Два самолета летят в Форос. Кто прилетит первым?
Итак, заговорщики решили лететь к Горбачеву. Объясняться и каяться. Туда же собралась и российская делегация, посланники Ельцина, – Руцкой, Силаев, министр юстиции Николай Федоров. Взяли с собой также Примакова и Бакатина. Естественно – охрану: более тридцати офицеров милиции, вооруженных автоматами.
Благодаря хитроумным уловкам Крючкова «Ил-62» с заговорщиками приземлился в «Бельбеке» первым, в 16-08. А «российский» «Ту-134» мало того, что опоздал с вылетом, долго метался в воздухе, будучи не в состоянии сесть: по приказу ГКЧП, взлетно-посадочная полоса аэродрома была заблокирована тяжелыми машинами. На аэродроме дежурило подразделение морской пехоты, в чью задачу входило уничтожить пассажиров «Ту», если он все-таки приземлится. По дороге на президентскую дачу была устроена засада из верных Генералову охранников и сотрудников крымского спецназа КГБ. Так что война продолжалась и на земле, и в воздухе.
Однако Горбачев категорически отказался разговаривать с приехавшими к нему мятежниками. Сказал, что говорить будет только с российской делегацией. Спасения он мог ожидать только от Ельцина и вот его вроде бы дождался.

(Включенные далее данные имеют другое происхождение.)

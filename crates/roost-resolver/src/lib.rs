//! Dependency-tree resolution engine for roost modules.
//!
//! Given an entry module (local file or remote URL), this crate discovers
//! every statically-imported dependency, builds a tree of those imports,
//! detects cycles, folds repeated subtrees, and reports unresolvable
//! imports, fetching concurrently along the way.

pub mod extract;
pub mod fetch;
pub mod tree;
pub mod url;

// Re-export main types
pub use fetch::SourceFetcher;
pub use tree::{DependencyReport, ImportPath, ResolveFailure, TreeBuilder, TreeNode};
pub use url::{file_url, resolve_url};
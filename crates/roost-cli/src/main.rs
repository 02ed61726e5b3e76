//! # roost-cli
//!
//! Command-line client for the Roost module registry. Handles command
//! parsing, sets up logging, and dispatches to the command handlers.

use clap::{Parser, Subcommand, ValueEnum};
use roost_config::ConfigFormat;
use roost_core::error::RoostResult;
use tracing::error;

mod commands;
mod keyfile;
mod output;

/// Command-line client for the Roost module registry
#[derive(Parser)]
#[command(name = "roost", version, about = "Module registry client")]
pub struct Cli {
    #[command(subcommand)]
    pub command: Commands,

    /// Enable verbose output
    #[arg(short, long, global = true)]
    pub verbose: bool,
}

#[derive(Subcommand)]
pub enum Commands {
    /// Display the dependency tree of a local or remote module
    Info {
        /// Entry module, a file path or an http(s) URL
        file: String,
        /// Expand repeated subtrees instead of folding them
        #[arg(short, long)]
        full: bool,
        /// Print canonical URLs without shortening
        #[arg(short, long)]
        raw: bool,
    },
    /// Create a module configuration in the current directory
    Init {
        /// Module name (defaults to the directory name)
        #[arg(long)]
        name: Option<String>,
        /// Gallery description
        #[arg(long)]
        description: Option<String>,
        /// Entry file
        #[arg(long, default_value = "mod.ts")]
        entry: String,
        /// Configuration format
        #[arg(long, value_enum, default_value_t = FormatArg::Json)]
        format: FormatArg,
        /// Overwrite an existing configuration
        #[arg(long)]
        force: bool,
    },
    /// Store the registry API key
    Link {
        /// API key created on the registry
        key: String,
    },
    /// Publish the current module to the registry
    Publish {
        /// Module name (overrides the configuration)
        name: Option<String>,
        /// Stop before anything is uploaded
        #[arg(short, long)]
        dry_run: bool,
        /// Version to publish
        #[arg(long)]
        version: Option<String>,
        /// Gallery description
        #[arg(long)]
        description: Option<String>,
        /// Link to the source repository
        #[arg(long)]
        repository: Option<String>,
        /// Entry file of the module
        #[arg(long, default_value = "mod.ts")]
        entry: String,
        /// Flag this version as unstable
        #[arg(long)]
        unstable: bool,
        /// Hide the module from the gallery
        #[arg(long)]
        unlisted: bool,
        /// Do not mark this version as the latest
        #[arg(long)]
        no_latest: bool,
    },
}

#[derive(Debug, Clone, Copy, ValueEnum)]
pub enum FormatArg {
    Json,
    Yaml,
}

impl From<FormatArg> for ConfigFormat {
    fn from(format: FormatArg) -> Self {
        match format {
            FormatArg::Json => ConfigFormat::Json,
            FormatArg::Yaml => ConfigFormat::Yaml,
        }
    }
}

fn main() {
    let cli = Cli::parse();

    setup_logging(cli.verbose);

    if let Err(err) = run(cli) {
        error!("{err}");
        if let Some(tip) = err.suggestion() {
            eprintln!("tip: {tip}");
        }
        std::process::exit(1);
    }
}

fn run(cli: Cli) -> RoostResult<()> {
    let rt = tokio::runtime::Runtime::new()
        .map_err(|e| roost_core::error::RoostError::io("failed to create async runtime".to_string(), e))?;

    rt.block_on(async {
        let ctx = commands::CommandContext::new()?;
        commands::dispatch(cli.command, &ctx).await
    })
}

fn setup_logging(verbose: bool) {
    let level = if verbose { "debug" } else { "info" };

    tracing_subscriber::fmt()
        .with_env_filter(format!(
            "roost_cli={level},roost_core={level},roost_config={level},roost_registry={level},roost_resolver={level}"
        ))
        .with_target(false)
        .without_time()
        .init();
}
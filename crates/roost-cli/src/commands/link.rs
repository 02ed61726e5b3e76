//! `roost link` command implementation.
//!
//! Stores the registry API key under the user's home directory.

use tracing::info;

use roost_core::error::RoostResult;

use super::CommandContext;
use crate::keyfile;

/// Execute the `roost link` command
pub async fn execute(key: &str, _ctx: &CommandContext) -> RoostResult<()> {
    let path = keyfile::store_api_key(key).await?;
    info!("Successfully updated {} with your key!", path.display());
    Ok(())
}
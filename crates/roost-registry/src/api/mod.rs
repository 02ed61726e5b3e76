//! Registry API payload types

use indexmap::IndexMap;
use serde::{Deserialize, Serialize};

/// Module metadata as returned by `GET /api/package/{name}`.
///
/// Version strings are reported exactly as the registry stores them; the
/// client never compares or increments them.
#[derive(Debug, Clone, Deserialize, Serialize)]
pub struct Module {
    /// Module name
    pub name: String,
    /// Owning account
    pub owner: String,
    /// Gallery description
    pub description: Option<String>,
    /// Source repository link
    pub repository: Option<String>,
    /// Most recently published version, as `name@version`
    #[serde(rename = "latestVersion")]
    pub latest_version: Option<String>,
    /// Most recently published stable version, as `name@version`
    #[serde(rename = "latestStableVersion")]
    pub latest_stable_version: Option<String>,
    /// Every published upload, as `name@version`
    #[serde(rename = "packageUploadNames", default)]
    pub package_upload_names: Vec<String>,
}

impl Module {
    /// Whether `name@version` has already been published
    pub fn has_upload(&self, name_version: &str) -> bool {
        self.package_upload_names
            .iter()
            .any(|upload| upload == name_version)
    }
}

/// Manifest sent to `POST /api/publish`
#[derive(Debug, Clone, Serialize)]
pub struct PublishRequest {
    pub name: String,
    pub description: Option<String>,
    pub repository: Option<String>,
    pub version: String,
    pub unlisted: bool,
    pub upload: bool,
    pub entry: String,
    pub latest: bool,
    pub stable: bool,
}

/// Upload authorization returned by `POST /api/publish`
#[derive(Debug, Clone, Deserialize)]
pub struct PublishResponse {
    pub token: String,
    pub name: String,
    pub version: String,
    pub owner: String,
}

/// Body of `POST /api/piece`
#[derive(Debug, Clone, Serialize)]
pub struct PiecesRequest {
    /// Project-relative path -> base64-encoded contents
    pub pieces: IndexMap<String, String>,
    pub end: bool,
}

/// Hosted file listing returned by `POST /api/piece`
#[derive(Debug, Clone, Deserialize)]
pub struct PiecesResponse {
    pub name: String,
    /// Project-relative path -> hosted identifier
    pub files: IndexMap<String, String>,
}

#[cfg(test)]
mod tests {
    use super::*;

    #[test]
    fn test_module_decoding_tolerates_missing_fields() {
        let module: Module = serde_json::from_str(
            r#"{"name": "wren", "owner": "roost", "description": null}"#,
        )
        .unwrap();
        assert_eq!(module.name, "wren");
        assert!(module.package_upload_names.is_empty());
        assert!(module.latest_version.is_none());
    }

    #[test]
    fn test_has_upload_is_exact_match() {
        let module: Module = serde_json::from_str(
            r#"{
                "name": "wren",
                "owner": "roost",
                "packageUploadNames": ["wren@0.1.0", "wren@0.2.0"]
            }"#,
        )
        .unwrap();
        assert!(module.has_upload("wren@0.2.0"));
        assert!(!module.has_upload("wren@0.2"));
        assert!(!module.has_upload("wren@0.3.0"));
    }
}
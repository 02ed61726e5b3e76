//! Static import extraction.
//!
//! Scans module source text for the specifier strings of static `import`
//! and `export ... from` declarations, in source order. Dynamic
//! `import(...)` expressions cannot be resolved statically and are
//! ignored, as is anything that does not parse as an import declaration:
//! extraction never fails, it just returns what it found.

use once_cell::sync::Lazy;
use regex::Regex;

static STATIC_IMPORT: Lazy<Regex> = Lazy::new(|| {
    Regex::new(r#"(?m)^[ \t]*(?:import|export)\s+(?:[\w*\s{},$]*?from\s+)?["']([^"'\n]+)["']"#)
        .expect("static import pattern is valid")
});

/// Extract the raw specifier strings statically referenced by `source`
pub fn extract_imports(source: &str) -> Vec<String> {
    STATIC_IMPORT
        .captures_iter(source)
        .map(|captures| captures[1].to_string())
        .collect()
}

#[cfg(test)]
mod tests {
    use super::*;

    #[test]
    fn test_import_forms() {
        let source = r#"
import defaultExport from "./a.ts";
import * as ns from "./b.ts";
import { one, two } from "./c.ts";
import type { Shape } from "./d.ts";
import "./side-effect.ts";
export { three } from "./e.ts";
export * from "./f.ts";
"#;
        assert_eq!(
            extract_imports(source),
            vec![
                "./a.ts",
                "./b.ts",
                "./c.ts",
                "./d.ts",
                "./side-effect.ts",
                "./e.ts",
                "./f.ts",
            ]
        );
    }

    #[test]
    fn test_source_order_is_preserved() {
        let source = "import z from \"./z.ts\";\nimport a from './a.ts';\n";
        assert_eq!(extract_imports(source), vec!["./z.ts", "./a.ts"]);
    }

    #[test]
    fn test_multiline_import() {
        let source = "import {\n  parse,\n  stringify,\n} from \"https://x.roost.land/yaml@1.0.0/mod.ts\";\n";
        assert_eq!(
            extract_imports(source),
            vec!["https://x.roost.land/yaml@1.0.0/mod.ts"]
        );
    }

    #[test]
    fn test_dynamic_and_commented_imports_are_skipped() {
        let source = r#"
// import hidden from "./hidden.ts";
const lazy = await import("./lazy.ts");
export const name = "not an import";
"#;
        assert!(extract_imports(source).is_empty());
    }

    #[test]
    fn test_unparseable_text_yields_nothing() {
        assert!(extract_imports("this is not typescript at all {{{").is_empty());
    }
}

Выяснив, что «российскому» самолету не дают посадку, Горбачев позвонил начальнику Генштаба Моисееву (связь уже была включена) и приказал открыть «Бельбек». Тот не посмел ослушаться. В 18-45 грузовики были убраны, воины, укрывшиеся в засадах, ретировались. В 19-16 «Ту-134» приземлился в «Бельбеке».
Власть ГКЧП кончилась. Если считать с момента, когда у Горбачева была отключена связь и началась его изоляция, она продержалась чуть более трех суток.